I cambiamenti nelle frequenze cellulari indotte dall’interleuchina – riporta il San Raffaele in una nota – sono stati rapidamente ottenuti nei primi 5 giorni di trattamento e hanno predetto il successivo miglioramento della gravità della depressione, senza effetti collaterali di rilievo. Proporzionalmente alla stimolazione dei linfociti T, i partecipanti allo studio hanno mostrato un potenziamento della risposta antidepressiva, anche quando affetti da forme di depressione resistente ai trattamenti tradizionali.
Il lavoro ha quindi confermato che “i meccanismi immuno-infiammatori rappresentano obiettivi promettenti per la farmacologia antidepressiva, e che la correzione degli squilibri tra le componenti infiammatorie e regolatorie del nostro sistema immunitario può costituire una nuova strategia terapeutica per la depressione resistente”.
“Questo – afferma Poletti – è il primo studio di controllo randomizzato a supporto dell’ipotesi che il trattamento per rafforzare il sistema immunitario, e in particolare le cellule T, può essere un modo efficace per correggere le anomalie immuno-infiammatorie associate ai disturbi dell’umore e, al tempo stesso, potenziare la risposta antidepressiva”.
“Pensiamo che i nostri studi possano già modificare la pratica clinica”, dichiara Benedetti: “Abbiamo infatti evidenziato con questa ricerca gli effetti terapeutici di interleuchina-2 a basso dosaggio senza rilevare effetti collaterali. Speriamo che queste evidenze aprano ora la strada a un nuovo modo di intervenire sulla depressione resistente ai trattamenti”. L’augurio è di “accendere l’attenzione” su questo nuovo approccio, “per affrontare l’iter previsto per ottenere l’indicazione all’uso clinico di questa sostanza per la depressione”.
Il passo successivo? “Stiamo già iniziando a valutare gli effetti di un altro immunomodulatore antidepressivo, la minociclina – continua Benedetti – di cui studiamo gli effetti sul cervello con tecniche innovative di Pet e risonanza magnetica; studiamo inoltre come la storia di esposizione alle malattie infettive e alle esperienze avverse possa aver contribuito a creare quella condizione di disfunzione immunitaria che abbiamo verificato nei partecipanti ai nostri studi.

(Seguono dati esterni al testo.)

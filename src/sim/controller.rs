//! The simulation controller.
//!
//! Owns the run: the decoded instruction list, the scheduler, and the
//! append-only snapshot history. The history outlives any consumer of
//! the read-only view and empties only on an explicit reset, so a front
//! end can detach and reattach without losing cycles. All stepping is
//! synchronous and single-threaded; callers that share a controller
//! serialize access themselves.

use std::collections::BTreeMap;

use crate::common::error::ValidationError;
use crate::config::Config;
use crate::core::scheduler::{InstrState, Scheduler};
use crate::core::snapshot::{CycleSnapshot, ForwardingPath, HazardKind, HazardRecord, Stage};
use crate::core::usage::{self, RegisterUsage};
use crate::isa::decode;
use crate::isa::instruction::Instruction;
use crate::stats::SimStats;

/// One validated simulation run.
///
/// Created whole by `start()` and never partially valid: validation
/// failures leave the controller without a run.
#[derive(Debug, Clone)]
pub struct SimulationRun {
    words: Vec<String>,
    instructions: Vec<Instruction>,
    usage: Vec<RegisterUsage>,
    scheduler: Scheduler,
    history: Vec<CycleSnapshot>,
    max_cycles: u64,
    seen_raw: Vec<bool>,
    seen_waw: Vec<bool>,
}

/// Orchestrates cycle advancement and owns the snapshot history.
#[derive(Debug)]
pub struct SimulationController {
    forwarding: bool,
    max_cycle_cap: u64,
    run: Option<SimulationRun>,
    stats: SimStats,
}

impl SimulationController {
    pub fn new(config: &Config) -> Self {
        Self {
            forwarding: config.pipeline.forwarding,
            max_cycle_cap: config.run.max_cycle_cap,
            run: None,
            stats: SimStats::default(),
        }
    }

    /// Validates a word list and begins a new run at cycle 1.
    ///
    /// Any previous run is discarded first. Fails on an empty list or on
    /// any word that does not decode; on failure the controller is left
    /// with no run at all.
    pub fn start(&mut self, words: &[String]) -> Result<(), ValidationError> {
        self.reset();

        if words.is_empty() {
            return Err(ValidationError::EmptyProgram);
        }

        let mut instructions = Vec::with_capacity(words.len());
        for (index, word) in words.iter().enumerate() {
            let inst = decode::parse_word(index, word)
                .map_err(|source| ValidationError::BadWord { index, source })?;
            instructions.push(inst);
        }
        let usage: Vec<RegisterUsage> = instructions.iter().map(usage::analyze).collect();

        let scheduler = Scheduler::new(instructions.len(), self.forwarding);
        let max_cycles = probe_run_length(&scheduler, &instructions, &usage, self.max_cycle_cap);

        let count = instructions.len();
        let mut run = SimulationRun {
            words: words.to_vec(),
            instructions,
            usage,
            scheduler,
            history: Vec::new(),
            max_cycles,
            seen_raw: vec![false; count],
            seen_waw: vec![false; count],
        };

        let first = run.scheduler.snapshot(&run.instructions, &run.usage);
        account_snapshot(&mut self.stats, &mut run, &first);
        run.history.push(first);
        update_progress(&mut self.stats, &run);

        self.run = Some(run);
        Ok(())
    }

    /// Advances exactly one cycle and returns the new snapshot.
    ///
    /// A no-op returning the terminal snapshot once the run is finished,
    /// and `None` before any run has started.
    pub fn step(&mut self) -> Option<&CycleSnapshot> {
        let run = self.run.as_mut()?;
        if !run.scheduler.is_finished() {
            run.scheduler.advance(&run.instructions, &run.usage);
            let snap = run.scheduler.snapshot(&run.instructions, &run.usage);
            account_snapshot(&mut self.stats, run, &snap);
            run.history.push(snap);
            update_progress(&mut self.stats, run);
        }
        run.history.last()
    }

    /// Steps until the run finishes, bounded by the configured cycle cap.
    pub fn run_to_completion(&mut self) -> Option<&CycleSnapshot> {
        while self.is_running() && self.current_cycle() < self.max_cycle_cap {
            self.step();
        }
        self.snapshot()
    }

    /// Drops the run and its history, returning to the pre-start state.
    pub fn reset(&mut self) {
        self.run = None;
        self.stats = SimStats::default();
    }

    pub fn is_running(&self) -> bool {
        match &self.run {
            Some(run) => !run.scheduler.is_finished(),
            None => false,
        }
    }

    pub fn is_finished(&self) -> bool {
        match &self.run {
            Some(run) => run.scheduler.is_finished(),
            None => false,
        }
    }

    /// Current cycle number, 0 before a run starts.
    pub fn current_cycle(&self) -> u64 {
        self.run.as_ref().map_or(0, |run| run.scheduler.cycle())
    }

    /// Total cycles this run will take, computed exactly at start.
    pub fn max_cycles(&self) -> u64 {
        self.run.as_ref().map_or(0, |run| run.max_cycles)
    }

    /// The word list as submitted, original spelling preserved.
    pub fn instructions(&self) -> &[String] {
        self.run.as_ref().map_or(&[], |run| &run.words)
    }

    pub fn decoded(&self) -> &[Instruction] {
        self.run.as_ref().map_or(&[], |run| &run.instructions)
    }

    pub fn register_usage(&self) -> &[RegisterUsage] {
        self.run.as_ref().map_or(&[], |run| &run.usage)
    }

    /// Instruction index to current stage, in-flight instructions only.
    pub fn instruction_stages(&self) -> BTreeMap<usize, Stage> {
        let mut stages = BTreeMap::new();
        if let Some(run) = &self.run {
            for (index, state) in run.scheduler.states().iter().enumerate() {
                if let InstrState::InStage(stage) = state {
                    stages.insert(index, *stage);
                }
            }
        }
        stages
    }

    pub fn snapshot(&self) -> Option<&CycleSnapshot> {
        self.run.as_ref().and_then(|run| run.history.last())
    }

    /// The full append-only snapshot history, cycle 1 onward.
    pub fn history(&self) -> &[CycleSnapshot] {
        self.run.as_ref().map_or(&[], |run| &run.history)
    }

    /// Total stall cycles charged per instruction over the whole run so
    /// far. Instructions with no stalls are absent.
    pub fn cumulative_stalls(&self) -> BTreeMap<usize, u32> {
        let mut totals = BTreeMap::new();
        if let Some(run) = &self.run {
            for (index, &total) in run.scheduler.stall_totals().iter().enumerate() {
                if total > 0 {
                    totals.insert(index, total);
                }
            }
        }
        totals
    }

    /// Every bypass taken over the run so far, keyed by consumer.
    pub fn cumulative_forwardings(&self) -> BTreeMap<usize, Vec<ForwardingPath>> {
        let mut merged: BTreeMap<usize, Vec<ForwardingPath>> = BTreeMap::new();
        for snap in self.history() {
            for (consumer, paths) in &snap.forwardings {
                merged.entry(*consumer).or_default().extend(paths.iter().copied());
            }
        }
        merged
    }

    /// The latest non-clear hazard verdict per instruction, i.e. how each
    /// hazard ultimately resolved.
    pub fn cumulative_hazards(&self) -> BTreeMap<usize, HazardRecord> {
        let mut latest = BTreeMap::new();
        for snap in self.history() {
            for (consumer, record) in &snap.hazards {
                if record.kind != HazardKind::None {
                    latest.insert(*consumer, record.clone());
                }
            }
        }
        latest
    }

    pub fn stats(&self) -> &SimStats {
        &self.stats
    }
}

/// Replays a copy of the freshly built scheduler to completion to learn
/// the exact run length. The copy shares the real hazard logic, so the
/// prediction cannot drift from the actual run.
fn probe_run_length(
    scheduler: &Scheduler,
    instructions: &[Instruction],
    usage: &[RegisterUsage],
    cap: u64,
) -> u64 {
    let mut probe = scheduler.clone();
    while !probe.is_finished() && probe.cycle() < cap {
        probe.advance(instructions, usage);
    }
    probe.cycle()
}

fn account_snapshot(stats: &mut SimStats, run: &mut SimulationRun, snap: &CycleSnapshot) {
    for (consumer, record) in &snap.hazards {
        if record.kind == HazardKind::Raw && !run.seen_raw[*consumer] {
            run.seen_raw[*consumer] = true;
            stats.raw_hazards += 1;
        }
        // The overlap set, not the verdict: a consumer classified RAW can
        // still rewrite an in-flight destination.
        if !record.waw_registers.is_empty() && !run.seen_waw[*consumer] {
            run.seen_waw[*consumer] = true;
            stats.waw_hazards += 1;
        }
    }
    stats.forwards_taken += snap
        .forwardings
        .values()
        .map(|paths| paths.len() as u64)
        .sum::<u64>();
}

fn update_progress(stats: &mut SimStats, run: &SimulationRun) {
    stats.cycles = run.scheduler.cycle();
    stats.stall_cycles = run
        .scheduler
        .stall_totals()
        .iter()
        .map(|&n| u64::from(n))
        .sum();

    let mut retired = run
        .scheduler
        .states()
        .iter()
        .filter(|state| **state == InstrState::Retired)
        .count() as u64;
    if run.scheduler.is_finished() {
        if let Some(InstrState::InStage(Stage::Wb)) = run.scheduler.states().last() {
            retired += 1;
        }
    }
    stats.instructions_retired = retired;
}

La ricerca prosegue e pensiamo che in un futuro – prospetta lo specialista – saremo in grado di identificare già all’inizio della malattia le persone che, anziché dover sopportare la depressione per molti mesi senza benefici dalle cure disponibili, potranno essere curate – e guarire – fin da subito agendo sul sistema immunitario”.